◆ **Assignment**
Which lines of the data below hold "else"? Copy each of them.

[[ Source material, beginning ]]

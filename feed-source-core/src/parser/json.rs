//! JSON data parser.
//!
//! Items are located either by path (`data/items`) or, for older
//! configurations, by depth: an integer item selector picks every object or
//! array found exactly that many levels below the document root.

use std::collections::VecDeque;
use std::sync::Arc;

use async_trait::async_trait;
use serde_json::Value;
use tracing::{debug, info, warn};

use crate::config::{ItemSelector, ParserConfig};
use crate::contract::{DataFetcher, DataParser};
use crate::error::ParserError;
use crate::row::{FieldValue, Row};
use crate::selector::resolve_json;

static NULL: Value = Value::Null;

pub struct JsonParser {
    config: ParserConfig,
    fetcher: Arc<dyn DataFetcher>,
    /// Last fetched URL and its decoded document.
    cached: Option<(String, Value)>,
    items: VecDeque<Value>,
}

impl JsonParser {
    pub fn new(config: ParserConfig, fetcher: Arc<dyn DataFetcher>) -> Self {
        JsonParser {
            config,
            fetcher,
            cached: None,
            items: VecDeque::new(),
        }
    }

    /// Makes the document at `url` the cached one, fetching only when the
    /// URL changed or nothing usable is cached.
    async fn load(&mut self, url: &str) -> Result<&Value, ParserError> {
        let hit = matches!(&self.cached, Some((cached_url, doc)) if cached_url == url && !doc.is_null());
        if hit {
            debug!(url, "Using cached JSON document");
        } else {
            let bytes = self
                .fetcher
                .response_content(url)
                .await
                .map_err(|e| ParserError::fetch(url, e))?;
            self.cached = Some((url.to_string(), decode(url, &bytes)));
        }
        Ok(self
            .cached
            .as_ref()
            .map(|(_, doc)| doc)
            .unwrap_or(&NULL))
    }

    /// Items left in the open document.
    pub fn remaining(&self) -> usize {
        self.items.len()
    }
}

/// Decodes `bytes`, retrying as Latin-1 when they are not valid UTF-8 JSON.
/// Undecodable input becomes `Null`.
fn decode(url: &str, bytes: &[u8]) -> Value {
    match serde_json::from_slice(bytes) {
        Ok(doc) => doc,
        Err(first) => {
            let transcoded: String = bytes.iter().map(|&b| b as char).collect();
            match serde_json::from_str(&transcoded) {
                Ok(doc) => {
                    debug!(url, "Decoded JSON after re-encoding as UTF-8");
                    doc
                }
                Err(_) => {
                    warn!(url, error = %first, "Source is not valid JSON");
                    Value::Null
                }
            }
        }
    }
}

/// Pre-order walk collecting every container exactly `target` levels below
/// the root; the root's own children are depth 0.
pub fn select_by_depth(doc: &Value, target: usize) -> Vec<Value> {
    fn walk(value: &Value, depth: usize, target: usize, out: &mut Vec<Value>) {
        let children: Box<dyn Iterator<Item = &Value>> = match value {
            Value::Object(map) => Box::new(map.values()),
            Value::Array(items) => Box::new(items.iter()),
            _ => return,
        };
        for child in children {
            if !(child.is_object() || child.is_array()) {
                continue;
            }
            if depth == target {
                out.push(child.clone());
            } else {
                walk(child, depth + 1, target, out);
            }
        }
    }

    let mut out = Vec::new();
    walk(doc, 0, target, &mut out);
    out
}

/// Descends `doc` along `path`. An empty path is the whole document; a
/// missing or null step is an empty array.
pub fn select_by_path(doc: &Value, path: &str) -> Value {
    let path = path.trim_matches('/');
    if path.is_empty() {
        return doc.clone();
    }
    let mut current = doc;
    for key in path.split('/') {
        let next = match current {
            Value::Object(map) => map.get(key),
            Value::Array(items) => key.parse::<usize>().ok().and_then(|i| items.get(i)),
            _ => None,
        };
        match next {
            Some(value) if !value.is_null() => current = value,
            _ => return Value::Array(Vec::new()),
        }
    }
    current.clone()
}

/// Items of a selection: array elements or object values. Scalars hold none.
fn into_items(selection: Value) -> VecDeque<Value> {
    match selection {
        Value::Array(items) => items.into(),
        Value::Object(map) => map.into_iter().map(|(_, v)| v).collect(),
        _ => VecDeque::new(),
    }
}

#[async_trait]
impl DataParser for JsonParser {
    fn config(&self) -> &ParserConfig {
        &self.config
    }

    fn fetcher(&self) -> Arc<dyn DataFetcher> {
        self.fetcher.clone()
    }

    async fn open_source_url(&mut self, url: &str) -> Result<bool, ParserError> {
        let item_selector = self.config.item_selector.clone();
        let doc = self.load(url).await?;
        if doc.is_null() {
            debug!(url, "No JSON source data");
            self.items.clear();
            return Ok(false);
        }
        let items = match &item_selector {
            ItemSelector::Depth(depth) => select_by_depth(doc, *depth).into(),
            ItemSelector::Path(path) => into_items(select_by_path(doc, path)),
        };
        info!(url, items = items.len(), "Opened JSON source");
        self.items = items;
        Ok(true)
    }

    fn fetch_next_row(&mut self) -> Result<Option<Row>, ParserError> {
        let Some(item) = self.items.pop_front() else {
            return Ok(None);
        };
        let mut row = resolve_json(&item, &self.config.fields);
        if self.config.include_raw_data {
            row.insert("raw", FieldValue::Json(item));
        }
        Ok(Some(row))
    }

    async fn select(&mut self, url: &str, selector: &str) -> Result<Option<Value>, ParserError> {
        let depth_mode = matches!(self.config.item_selector, ItemSelector::Depth(_));
        let doc = self.load(url).await?;
        if doc.is_null() {
            return Ok(None);
        }
        let selected = if depth_mode {
            match selector.parse::<usize>() {
                Ok(depth) => Value::Array(select_by_depth(doc, depth)),
                Err(_) => Value::Array(Vec::new()),
            }
        } else {
            select_by_path(doc, selector)
        };
        Ok(Some(selected))
    }

    fn rewind(&mut self) {
        self.items.clear();
    }
}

[[ Source material, end ]]

◆ **Exercise solution**
        } else {
            } else {
        let Some(item) = self.items.pop_front() else {
        } else {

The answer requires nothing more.